Within a week of moving up a class at Keir Hardie Memorial Primary School I’d hungry caterpillar my way through the book corner. Luckily we got weekly visits from the big yellow mobile library, its suspension springing as I jumped on. Even parked by the school gates this bus could take me anywhere – Narnia, Nimh, the very gates of Mordor. I dreamed of stowing away.
I could fly with flights of dragons, I could unmask the witches, I could do whatever I wanted. In books I could be brave. In books I could be safe. The gas bill came before books at home but that was alright because when I got too big for the mobile (and anyway I’d nearly read it dry) I joined Newarthill Library.
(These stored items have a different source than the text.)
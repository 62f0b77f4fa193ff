//! Balance forecasting
//!
//! The fitting itself is delegated to a [`Forecaster`]: any implementation
//! that fits a daily series and projects it forward with bounds will do.
//! This module owns what happens around it:
//! - resampling the ledger to one observation per calendar day
//! - sizing the horizon (`months_ahead * days_per_month`)
//! - picking the final projected point and its band
//! - scoring in-sample accuracy against the daily series
//!
//! Built-in forecasters:
//! - [`HoltForecaster`] - double exponential smoothing (default)
//! - [`MockForecaster`] - fixed output for tests

pub mod holt;
pub mod mock;

use chrono::{Duration, NaiveDate, Utc};
use serde::{Deserialize, Serialize};
use tracing::{debug, error};

use crate::config::ForecastConfig;
use crate::error::{Error, Result};
use crate::insights::types::BalancePrediction;
use crate::ledger::{CashFlowSeries, DailyPoint};
use crate::stats::{mean, mean_absolute_error, ratio_or_zero};

pub use holt::HoltForecaster;
pub use mock::MockForecaster;

/// One projected day
#[derive(Debug, Clone, Copy, PartialEq, Serialize, Deserialize)]
pub struct ForecastPoint {
    pub date: NaiveDate,
    pub value: f64,
    pub lower: f64,
    pub upper: f64,
}

/// Output of a fit-and-project call
#[derive(Debug, Clone, Default, Serialize, Deserialize)]
pub struct ForecastOutput {
    /// Projected days after the last observation, in date order
    pub points: Vec<ForecastPoint>,
    /// In-sample fitted values, aligned with the input series
    pub fitted: Vec<f64>,
}

/// A time-series forecasting capability
pub trait Forecaster: Send + Sync {
    /// Short identifier for logging
    fn name(&self) -> &'static str;

    /// Fit `daily` and project `horizon_days` days past its last date
    fn fit_and_project(&self, daily: &[DailyPoint], horizon_days: u32) -> Result<ForecastOutput>;
}

/// Forecast the balance indicator `months_ahead` months out
pub fn predict_balance(
    forecaster: &dyn Forecaster,
    series: &CashFlowSeries,
    months_ahead: u32,
    config: &ForecastConfig,
) -> Result<BalancePrediction> {
    if series.is_empty() {
        return Err(Error::InsufficientData(
            "no ledger events to forecast from".into(),
        ));
    }
    if months_ahead == 0 || months_ahead > config.max_months_ahead {
        return Err(Error::InvalidData(format!(
            "months_ahead must be within 1..={} (got {})",
            config.max_months_ahead, months_ahead
        )));
    }

    let daily = series.daily_totals();
    let horizon_days = months_ahead.saturating_mul(config.days_per_month);

    debug!(
        forecaster = forecaster.name(),
        observations = daily.len(),
        horizon_days,
        "Fitting forecast"
    );

    let output = forecaster
        .fit_and_project(&daily, horizon_days)
        .map_err(|e| {
            error!(forecaster = forecaster.name(), error = %e, "Forecaster failed");
            match e {
                Error::Forecast(_) => e,
                other => Error::Forecast(other.to_string()),
            }
        })?;

    let last = validate_output(&output, daily.len())?;
    let actual: Vec<f64> = daily.iter().map(|p| p.value).collect();

    Ok(BalancePrediction {
        predicted_balance: last.value,
        confidence_interval_lower: last.lower,
        confidence_interval_upper: last.upper,
        prediction_date: Utc::now(),
        model_accuracy: accuracy(&actual, &output.fitted),
    })
}

/// Date `days` after `start`, or a forecast error past the calendar's end
pub(crate) fn projected_date(start: NaiveDate, days: u32) -> Result<NaiveDate> {
    start
        .checked_add_signed(Duration::days(i64::from(days)))
        .ok_or_else(|| Error::Forecast(format!("horizon of {} days from {} overflows", days, start)))
}

/// `max(0, 1 - MAE / mean(|actual|))`, or 0 when the actual series is all zeros
pub fn accuracy(actual: &[f64], fitted: &[f64]) -> f64 {
    let abs_actual: Vec<f64> = actual.iter().map(|v| v.abs()).collect();
    let scale = mean(&abs_actual);
    if scale == 0.0 {
        return 0.0;
    }
    let mae = mean_absolute_error(actual, fitted);
    (1.0 - ratio_or_zero(mae, scale)).clamp(0.0, 1.0)
}

fn validate_output(output: &ForecastOutput, observations: usize) -> Result<ForecastPoint> {
    if output.fitted.len() != observations {
        return Err(Error::Forecast(format!(
            "forecaster returned {} fitted values for {} observations",
            output.fitted.len(),
            observations
        )));
    }
    let last = output
        .points
        .last()
        .copied()
        .ok_or_else(|| Error::Forecast("forecaster returned no projected points".into()))?;

    let finite = [last.value, last.lower, last.upper]
        .iter()
        .chain(output.fitted.iter())
        .all(|v| v.is_finite());
    if !finite {
        return Err(Error::Forecast(
            "forecaster returned non-finite values".into(),
        ));
    }
    Ok(last)
}
//! Expense analysis: category totals, monthly trend and outliers

use std::collections::BTreeMap;

use crate::config::ExpenseConfig;
use crate::error::{Error, Result};
use crate::ledger::{CashFlowSeries, MonthKey, Outflow};
use crate::stats::{mean, sample_std_dev};

use super::types::{ExpenseAnalysis, ExpenseTrend, UnusualExpense, UnusualReason};

pub const REC_SET_LIMITS: &str = "Set monthly limits for each category";
pub const REC_MONITOR: &str = "Monitor your spending regularly";

/// Suggestion for the category that dominates monthly spending
pub fn reduce_category_recommendation(category: &str) -> String {
    format!("Consider reducing spending on {}", category)
}

/// Compare the two most recent monthly totals
pub fn classify_trend(monthly_totals: &[f64]) -> ExpenseTrend {
    match monthly_totals {
        [.., earlier, later] if later > earlier => ExpenseTrend::Growing,
        [.., earlier, later] if later < earlier => ExpenseTrend::Shrinking,
        _ => ExpenseTrend::Stable,
    }
}

/// Outflows strictly above `mean + k * stddev` of all outflow amounts
pub fn find_unusual(outflows: &[Outflow<'_>], std_devs: f64) -> Vec<UnusualExpense> {
    let amounts: Vec<f64> = outflows.iter().map(|o| o.amount).collect();
    let threshold = mean(&amounts) + std_devs * sample_std_dev(&amounts);

    outflows
        .iter()
        .filter(|o| o.amount > threshold)
        .map(|o| UnusualExpense {
            date: o.event.date,
            amount: o.amount,
            category: o.event.category.clone(),
            description: o.event.description.clone(),
            reason: UnusualReason::UnusuallyHighAmount,
        })
        .collect()
}

/// Largest category by total; ties go to the alphabetically first name
fn top_category(categories: &BTreeMap<String, f64>) -> Option<(&str, f64)> {
    categories
        .iter()
        .fold(None::<(&str, f64)>, |best, (name, total)| match best {
            Some((_, best_total)) if *total <= best_total => best,
            _ => Some((name.as_str(), *total)),
        })
}

pub fn analyze_expenses(series: &CashFlowSeries, config: &ExpenseConfig) -> Result<ExpenseAnalysis> {
    if series.is_empty() {
        return Err(Error::InsufficientData(
            "no ledger events to analyze expenses from".into(),
        ));
    }

    let outflows = series.outflows();

    let mut by_month: BTreeMap<MonthKey, f64> = BTreeMap::new();
    let mut categories: BTreeMap<String, f64> = BTreeMap::new();
    for o in &outflows {
        *by_month.entry(o.event.month()).or_insert(0.0) += o.amount;
        *categories.entry(o.event.category.clone()).or_insert(0.0) += o.amount;
    }

    let monthly_totals: Vec<f64> = by_month.into_values().collect();
    let average_monthly = mean(&monthly_totals);

    let mut budget_recommendations = Vec::new();
    if let Some((category, total)) = top_category(&categories) {
        if total > config.category_share * average_monthly {
            budget_recommendations.push(reduce_category_recommendation(category));
        }
    }
    budget_recommendations.push(REC_SET_LIMITS.to_string());
    budget_recommendations.push(REC_MONITOR.to_string());

    let unusual_expenses = find_unusual(&outflows, config.unusual_std_devs);

    tracing::debug!(
        outflows = outflows.len(),
        months = monthly_totals.len(),
        unusual = unusual_expenses.len(),
        "Expenses analyzed"
    );

    Ok(ExpenseAnalysis {
        average_monthly_expenses: average_monthly,
        expense_categories: categories,
        expense_trend: classify_trend(&monthly_totals),
        unusual_expenses,
        budget_recommendations,
    })
}
//! Delinquency risk scoring
//!
//! A hand-tuned additive score over five features of the event-level series.
//! Each rule adds its configured weight; the sum is clamped to [0, 100] and
//! mapped onto four tiers.

use crate::config::RiskConfig;
use crate::error::{Error, Result};
use crate::ledger::CashFlowSeries;
use crate::stats::{mean, ratio_or_zero, sample_std_dev};

use super::types::{RiskAnalysis, RiskFeatureSet, RiskLevel};

pub const FACTOR_NEGATIVE_FLOW: &str = "Negative average cash flow";
pub const FACTOR_HIGH_VOLATILITY: &str = "High cash flow volatility";
pub const FACTOR_NEGATIVE_MONTHS: &str = "Frequent months with negative net flow";
pub const FACTOR_NEGATIVE_BALANCE: &str = "Balance dropped below zero";
pub const FACTOR_DOWNWARD_TREND: &str = "Balance is trending downward";

pub const REC_CUT_EXPENSES: &str = "Cut non-essential expenses";
pub const REC_MORE_INCOME: &str = "Look for additional sources of income";
pub const REC_STABILIZE: &str = "Stabilize your monthly spending";
pub const REC_EMERGENCY_FUND: &str = "Build an emergency fund";
pub const REC_ADVICE: &str = "Consider seeking professional financial advice";
pub const REC_PAY_DEBT: &str = "Prioritize paying down debt";

/// Derive the scoring features from a non-empty series
pub fn compute_features(series: &CashFlowSeries) -> RiskFeatureSet {
    let amounts = series.amounts();

    let months = series.monthly_net_flows();
    let negative_months = months.values().filter(|v| **v < 0.0).count();
    let negative_month_frequency = ratio_or_zero(negative_months as f64, months.len() as f64);

    let balances = series.balances();
    let balance_trend = match (balances.first(), balances.last()) {
        (Some(first), Some(last)) if balances.len() >= 2 => (last - first) / balances.len() as f64,
        _ => 0.0,
    };

    RiskFeatureSet {
        average_flow: mean(&amounts),
        flow_volatility: sample_std_dev(&amounts),
        negative_month_frequency,
        min_balance: series.min_balance().unwrap_or(series.starting_balance()),
        balance_trend,
    }
}

fn is_volatile(features: &RiskFeatureSet, config: &RiskConfig) -> bool {
    features.flow_volatility > config.volatility_multiplier * features.average_flow.abs()
}

/// Additive score in [0, 100]
pub fn score(features: &RiskFeatureSet, config: &RiskConfig) -> f64 {
    let mut score = 0.0;
    if features.average_flow < 0.0 {
        score += config.negative_average_flow;
    }
    if is_volatile(features, config) {
        score += config.high_volatility;
    }
    score += features.negative_month_frequency * config.negative_month_frequency;
    if features.min_balance < 0.0 {
        score += config.negative_balance;
    }
    if features.balance_trend < 0.0 {
        score += config.downward_trend;
    }
    score.clamp(0.0, 100.0)
}

/// Map a score onto its tier (lower bounds are inclusive)
pub fn risk_level_for(score: f64, config: &RiskConfig) -> RiskLevel {
    if score < config.medium_threshold {
        RiskLevel::Low
    } else if score < config.high_threshold {
        RiskLevel::Medium
    } else if score < config.critical_threshold {
        RiskLevel::High
    } else {
        RiskLevel::Critical
    }
}

fn risk_factors(features: &RiskFeatureSet, config: &RiskConfig) -> Vec<String> {
    let mut factors = Vec::new();
    if features.average_flow < 0.0 {
        factors.push(FACTOR_NEGATIVE_FLOW);
    }
    if is_volatile(features, config) {
        factors.push(FACTOR_HIGH_VOLATILITY);
    }
    if features.negative_month_frequency > config.frequent_negative_months {
        factors.push(FACTOR_NEGATIVE_MONTHS);
    }
    if features.min_balance < 0.0 {
        factors.push(FACTOR_NEGATIVE_BALANCE);
    }
    if features.balance_trend < 0.0 {
        factors.push(FACTOR_DOWNWARD_TREND);
    }
    factors.into_iter().map(String::from).collect()
}

fn recommendations(features: &RiskFeatureSet, level: RiskLevel, config: &RiskConfig) -> Vec<String> {
    let mut recs = Vec::new();
    if features.average_flow < 0.0 {
        recs.extend([REC_CUT_EXPENSES, REC_MORE_INCOME]);
    }
    if is_volatile(features, config) {
        recs.extend([REC_STABILIZE, REC_EMERGENCY_FUND]);
    }
    if level.is_elevated() {
        recs.extend([REC_ADVICE, REC_PAY_DEBT]);
    }
    recs.into_iter().map(String::from).collect()
}

/// Score the series and explain the result
pub fn analyze_risk(series: &CashFlowSeries, config: &RiskConfig) -> Result<RiskAnalysis> {
    if series.is_empty() {
        return Err(Error::InsufficientData(
            "no ledger events to assess risk from".into(),
        ));
    }

    let features = compute_features(series);
    let risk_score = score(&features, config);
    let risk_level = risk_level_for(risk_score, config);

    tracing::debug!(
        risk_score,
        risk_level = risk_level.as_str(),
        average_flow = features.average_flow,
        volatility = features.flow_volatility,
        "Risk scored"
    );

    Ok(RiskAnalysis {
        risk_level,
        risk_score,
        default_probability: risk_score / 100.0,
        risk_factors: risk_factors(&features, config),
        recommendations: recommendations(&features, risk_level, config),
    })
}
I could fly with flights of dragons, I could unmask the witches, I could do whatever I wanted
Growing up bookish and bullied in the shadow of a vast steel plant long since rusted, on top of coal mines long since ashes, in a village where you were Catholic or Protestant and Glasgow was a distant dream, Newarthill Library was my sanctuary. I am only a writer now because I was a reader then and very specifically there.
I couldn’t afford the 20p bus fare to nearby Motherwell, and the school library closed at 4.30pm and didn’t open at weekends or holidays, which is when boys with nothing to do are at their most brutal and my mum’s boyfriend most wanted me out of the house. Newarthill Library (pictured above and below) sheltered me, inspired me and saved me. Now we must save it.
It’s nothing special to look at, a grey single-storey block squatting across from the wee shop. Now it has some computers and a bright alphabet rug blooms on the floor where the BookBug group sits for story time. It still smells the same: stolen afternoons and stories and Pledge.